→ **Records provided**
....
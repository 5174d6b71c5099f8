//! ptloader - group loader daemon
//!
//! Resolves identities to group memberships through one configured PTS
//! module and writes the result to the shared pts cache.

use clap::Parser;
use ptloader_backends::builtin_registry;
use ptloader_node::lifecycle::ensure_unprivileged;
use ptloader_node::{client, LoaderConfig, LoaderError, Ptloader};
use std::path::PathBuf;
use std::process::ExitCode;
use tokio::signal;
use tracing::{error, info};

/// ptloader CLI
#[derive(Parser)]
#[command(name = "ptloader")]
#[command(about = "Group loader daemon feeding the pts cache")]
#[command(version)]
struct Cli {
    /// Path to configuration file
    #[arg(short, long, default_value = "/etc/ptloader.toml", env = "PTLOADER_CONFIG")]
    config: PathBuf,

    /// PTS module (overrides config)
    #[arg(long, env = "PTLOADER_MODULE")]
    module: Option<String>,

    /// Configuration directory (overrides config)
    #[arg(long)]
    config_dir: Option<PathBuf>,

    /// Listening socket (overrides config)
    #[arg(long)]
    socket: Option<PathBuf>,

    /// Debug level; values below 1 are raised to 1
    #[arg(short, long)]
    debug: Option<i32>,

    /// Enable verbose logging
    #[arg(short, long)]
    verbose: bool,

    /// Subcommand
    #[command(subcommand)]
    command: Option<Command>,
}

#[derive(Parser)]
enum Command {
    /// Show version
    Version,

    /// Load the configuration and initialize the module, then exit
    CheckConfig,

    /// Ask a running loader to resolve one identity
    Query {
        /// Identity to resolve
        identity: String,
    },
}

#[tokio::main]
async fn main() -> ExitCode {
    let cli = Cli::parse();

    // The config may raise the log level, so it is read before logging starts
    let config = match cli.command {
        Some(Command::Version) => None,
        _ => Some(load_config(&cli)),
    };

    // Initialize logging
    let log_level = match &config {
        Some(Ok(config)) => config.log_level(cli.verbose),
        _ if cli.verbose || cli.debug.is_some() => "debug",
        _ => "info",
    };
    tracing_subscriber::fmt()
        .with_env_filter(
            tracing_subscriber::EnvFilter::try_from_default_env()
                .unwrap_or_else(|_| log_level.into()),
        )
        .with_target(true)
        .with_thread_ids(true)
        .with_line_number(true)
        .init();

    match run(cli.command, config).await {
        Ok(()) => ExitCode::SUCCESS,
        Err(e) => {
            error!("{}", e);
            ExitCode::from(e.exit_code())
        }
    }
}

async fn run(
    command: Option<Command>,
    config: Option<Result<LoaderConfig, LoaderError>>,
) -> Result<(), LoaderError> {
    let Some(config) = config else {
        println!("ptloader v{}", env!("CARGO_PKG_VERSION"));
        return Ok(());
    };
    let config = config?;

    match command {
        Some(Command::CheckConfig) => check_config(config).await,
        Some(Command::Query { identity }) => {
            let socket = config.socket_path();
            let reply = client::query(&socket, identity.as_bytes())
                .await
                .map_err(|e| LoaderError::socket(socket.display(), e))?;
            println!("{}", reply);
            Ok(())
        }
        Some(Command::Version) | None => serve(config).await,
    }
}

fn load_config(cli: &Cli) -> Result<LoaderConfig, LoaderError> {
    let mut config = LoaderConfig::load(&cli.config)?;

    // Apply CLI overrides
    if let Some(module) = &cli.module {
        config.ptloader.module = module.clone();
    }
    if let Some(dir) = &cli.config_dir {
        config.ptloader.config_dir = dir.clone();
    }
    if let Some(socket) = &cli.socket {
        config.ptloader.socket = Some(socket.clone());
    }
    if let Some(level) = cli.debug {
        config.ptloader.debug = level.clamp(1, i32::from(u8::MAX)) as u8;
    }

    config.validate()?;
    Ok(config)
}

async fn check_config(config: LoaderConfig) -> Result<(), LoaderError> {
    let registry = builtin_registry(&config.modules);
    let module = registry.activate(&config.ptloader.module).await?;

    println!("module:  {}", module.name());
    println!("cache:   {} ({})", config.cache_path().display(), config.cache.backend);
    println!("socket:  {}", config.socket_path().display());
    Ok(())
}

async fn serve(config: LoaderConfig) -> Result<(), LoaderError> {
    ensure_unprivileged(users::get_effective_uid())?;

    info!("starting: ptloader v{}", env!("CARGO_PKG_VERSION"));
    if config.debug_enabled() {
        info!(level = config.ptloader.debug, "debug logging of every request enabled");
    }

    let loader = Ptloader::start(config).await?;
    let result = loader.serve(shutdown_signal()).await;
    loader.shutdown();
    result
}

/// Completes on Ctrl+C or SIGTERM
async fn shutdown_signal() {
    let ctrl_c = async {
        if let Err(e) = signal::ctrl_c().await {
            error!(error = %e, "failed to listen for Ctrl+C");
            std::future::pending::<()>().await;
        }
    };

    tokio::select! {
        _ = ctrl_c => info!("Received shutdown signal (Ctrl+C)"),
        _ = terminate() => info!("Received shutdown signal (SIGTERM)"),
    }
}

#[cfg(unix)]
async fn terminate() {
    use tokio::signal::unix::{signal, SignalKind};

    match signal(SignalKind::terminate()) {
        Ok(mut sigterm) => {
            sigterm.recv().await;
        }
        Err(e) => {
            error!(error = %e, "failed to register SIGTERM handler");
            std::future::pending::<()>().await
        }
    }
}

#[cfg(not(unix))]
async fn terminate() {
    // On non-Unix systems, only Ctrl+C is supported
    std::future::pending::<()>().await
}
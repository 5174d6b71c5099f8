//! Traits implemented by pluggable components

pub mod module;

pub use module::{PtsModule, Resolution};
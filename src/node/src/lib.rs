//! ptloader daemon library
//!
//! Wires the module registry, the authorization cache and the connection
//! handler into a Unix socket service.

pub mod client;
pub mod config;
pub mod error;
pub mod exitcodes;
pub mod handler;
pub mod lifecycle;
pub mod server;

pub use config::LoaderConfig;
pub use error::{LoaderError, Result};
pub use handler::ConnectionHandler;
pub use lifecycle::Ptloader;
pub use server::{PtsServer, ServeMode};
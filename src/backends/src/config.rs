//! `[modules]` configuration section

use serde::{Deserialize, Serialize};
use std::collections::BTreeMap;

#[derive(Debug, Clone, Default, Deserialize, Serialize)]
pub struct ModulesConfig {
    #[serde(default)]
    pub unix: UnixConfig,

    #[serde(default, rename = "static")]
    pub static_map: StaticConfig,
}

#[derive(Debug, Clone, Deserialize, Serialize)]
pub struct UnixConfig {
    #[serde(default = "default_group_prefix")]
    pub group_prefix: String,
}

impl Default for UnixConfig {
    fn default() -> Self {
        Self {
            group_prefix: default_group_prefix(),
        }
    }
}

#[derive(Debug, Clone, Deserialize, Serialize)]
pub struct StaticConfig {
    #[serde(default = "default_group_prefix")]
    pub group_prefix: String,

    /// Identity to group names
    #[serde(default)]
    pub members: BTreeMap<String, Vec<String>>,
}

impl Default for StaticConfig {
    fn default() -> Self {
        Self {
            group_prefix: default_group_prefix(),
            members: BTreeMap::new(),
        }
    }
}

fn default_group_prefix() -> String { "group:".to_string() }

#[cfg(test)]
mod tests {
    use super::*;

    #[test]
    fn test_parse_modules_section() {
        let config: ModulesConfig = toml::from_str(
            r#"
            [unix]
            group_prefix = "unix:"

            [static.members]
            alice = ["staff", "wheel"]
            bob = []
            "#,
        )
        .unwrap();

        assert_eq!(config.unix.group_prefix, "unix:");
        assert_eq!(config.static_map.group_prefix, "group:");
        assert_eq!(config.static_map.members["alice"], vec!["staff", "wheel"]);
        assert!(config.static_map.members["bob"].is_empty());
    }
}
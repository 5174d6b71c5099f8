//! Group membership layout stored in the cache

use ptloader_core::{AuthorizationState, PtsError, Result};
use serde::{Deserialize, Serialize};

/// Resolved memberships for one identity, as written by this workspace's
/// modules
#[derive(Debug, Clone, PartialEq, Eq, Serialize, Deserialize)]
pub struct GroupState {
    /// Identity the state was resolved for
    pub userid: String,

    /// Unix time of the resolution, for readers that age records out
    pub mark: i64,

    /// Group identifiers, prefixed, sorted and de-duplicated
    pub groups: Vec<String>,
}

impl GroupState {
    /// Build a state stamped with the current time
    pub fn new<I, S>(userid: impl Into<String>, prefix: &str, groups: I) -> Self
    where
        I: IntoIterator<Item = S>,
        S: AsRef<str>,
    {
        let mut groups: Vec<String> = groups
            .into_iter()
            .map(|g| format!("{}{}", prefix, g.as_ref()))
            .collect();
        groups.sort();
        groups.dedup();

        Self {
            userid: userid.into(),
            mark: chrono::Utc::now().timestamp(),
            groups,
        }
    }

    pub fn encode(&self) -> Result<AuthorizationState> {
        bincode::serialize(self)
            .map(AuthorizationState::new)
            .map_err(|e| PtsError::serialization(e.to_string()))
    }

    pub fn decode(bytes: &[u8]) -> Result<Self> {
        bincode::deserialize(bytes).map_err(|e| PtsError::serialization(e.to_string()))
    }

    pub fn is_member(&self, group: &str) -> bool {
        self.groups.binary_search_by(|g| g.as_str().cmp(group)).is_ok()
    }
}
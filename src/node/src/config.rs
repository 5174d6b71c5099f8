//! Loader configuration loading and validation

use anyhow::{Context, Result};
use ptloader_backends::ModulesConfig;
use ptloader_cache::CacheConfig;
use serde::{Deserialize, Serialize};
use std::path::{Path, PathBuf};
use std::time::Duration;

/// Complete loader configuration
#[derive(Debug, Clone, Deserialize, Serialize)]
pub struct LoaderConfig {
    pub ptloader: PtloaderSection,

    #[serde(default)]
    pub cache: CacheConfig,

    #[serde(default)]
    pub modules: ModulesConfig,
}

#[derive(Debug, Clone, Deserialize, Serialize)]
pub struct PtloaderSection {
    /// Name of the backend module to load
    pub module: String,
    /// Base directory holding the cache and, by default, the socket
    #[serde(default = "default_config_dir")]
    pub config_dir: PathBuf,
    /// Listening socket (default `<config_dir>/socket/ptsock`)
    #[serde(default)]
    pub socket: Option<PathBuf>,
    /// Debug level; any value above zero logs every request
    #[serde(default)]
    pub debug: u8,
    /// Serve connections on separate tasks instead of one at a time
    #[serde(default)]
    pub concurrent: bool,
    /// Grace period for concurrent connections once shutdown is requested
    #[serde(default = "default_drain_timeout_ms")]
    pub drain_timeout_ms: u64,
}

fn default_config_dir() -> PathBuf { PathBuf::from("/var/lib/imap") }
fn default_drain_timeout_ms() -> u64 { 5000 }

impl LoaderConfig {
    /// Load configuration from TOML file
    pub fn load<P: AsRef<Path>>(path: P) -> Result<Self> {
        let contents = std::fs::read_to_string(path.as_ref()).with_context(|| {
            format!("Failed to read configuration file {}", path.as_ref().display())
        })?;

        Self::from_toml_str(&contents)
    }

    pub fn from_toml_str(contents: &str) -> Result<Self> {
        toml::from_str(contents).context("Failed to parse configuration file")
    }

    /// Minimal configuration for a module, everything else defaulted
    pub fn for_module<S: Into<String>>(module: S) -> Self {
        Self {
            ptloader: PtloaderSection {
                module: module.into(),
                config_dir: default_config_dir(),
                socket: None,
                debug: 0,
                concurrent: false,
                drain_timeout_ms: default_drain_timeout_ms(),
            },
            cache: CacheConfig::default(),
            modules: ModulesConfig::default(),
        }
    }

    /// Validate configuration
    pub fn validate(&self) -> Result<()> {
        if self.ptloader.module.trim().is_empty() {
            anyhow::bail!("ptloader.module must name a PTS module");
        }

        let filename = Path::new(&self.cache.filename);
        if self.cache.filename.is_empty() || filename.components().count() != 1 || filename.is_absolute() {
            anyhow::bail!(
                "cache.filename must be a plain file name, got {:?}",
                self.cache.filename
            );
        }

        if self.ptloader.config_dir.as_os_str().is_empty() {
            anyhow::bail!("ptloader.config_dir must not be empty");
        }

        Ok(())
    }

    /// Location of the cache store
    pub fn cache_path(&self) -> PathBuf {
        self.ptloader.config_dir.join(&self.cache.filename)
    }

    /// Location of the listening socket
    pub fn socket_path(&self) -> PathBuf {
        match &self.ptloader.socket {
            Some(socket) if socket.is_absolute() => socket.clone(),
            Some(socket) => self.ptloader.config_dir.join(socket),
            None => self.ptloader.config_dir.join("socket").join("ptsock"),
        }
    }

    /// Whether every request is logged at debug level
    pub fn debug_enabled(&self) -> bool {
        self.ptloader.debug > 0
    }

    /// Default log filter when `RUST_LOG` is not set
    pub fn log_level(&self, verbose: bool) -> &'static str {
        if verbose || self.debug_enabled() {
            "debug"
        } else {
            "info"
        }
    }

    pub fn drain_timeout(&self) -> Duration {
        Duration::from_millis(self.ptloader.drain_timeout_ms)
    }
}
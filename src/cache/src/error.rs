//! Error types for the authorization cache

use thiserror::Error;

pub type Result<T> = std::result::Result<T, CacheError>;

#[derive(Debug, Error)]
pub enum CacheError {
    #[error("opening {path}: {reason}")]
    Open { path: String, reason: String },

    #[error("write error: {0}")]
    Write(String),

    #[error("read error: {0}")]
    Read(String),

    #[error("error closing cache: {0}")]
    Close(String),

    #[error("cache is closed")]
    Closed,

    #[error("unsupported cache backend: {0}")]
    UnsupportedBackend(String),
}

impl CacheError {
    pub fn open<P: std::fmt::Display, R: std::fmt::Display>(path: P, reason: R) -> Self {
        CacheError::Open {
            path: path.to_string(),
            reason: reason.to_string(),
        }
    }
}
....
→ **About this exercise**
Respond with a number only: how many lines in the material contain the string "bool"?

→ **Exercise answer**
5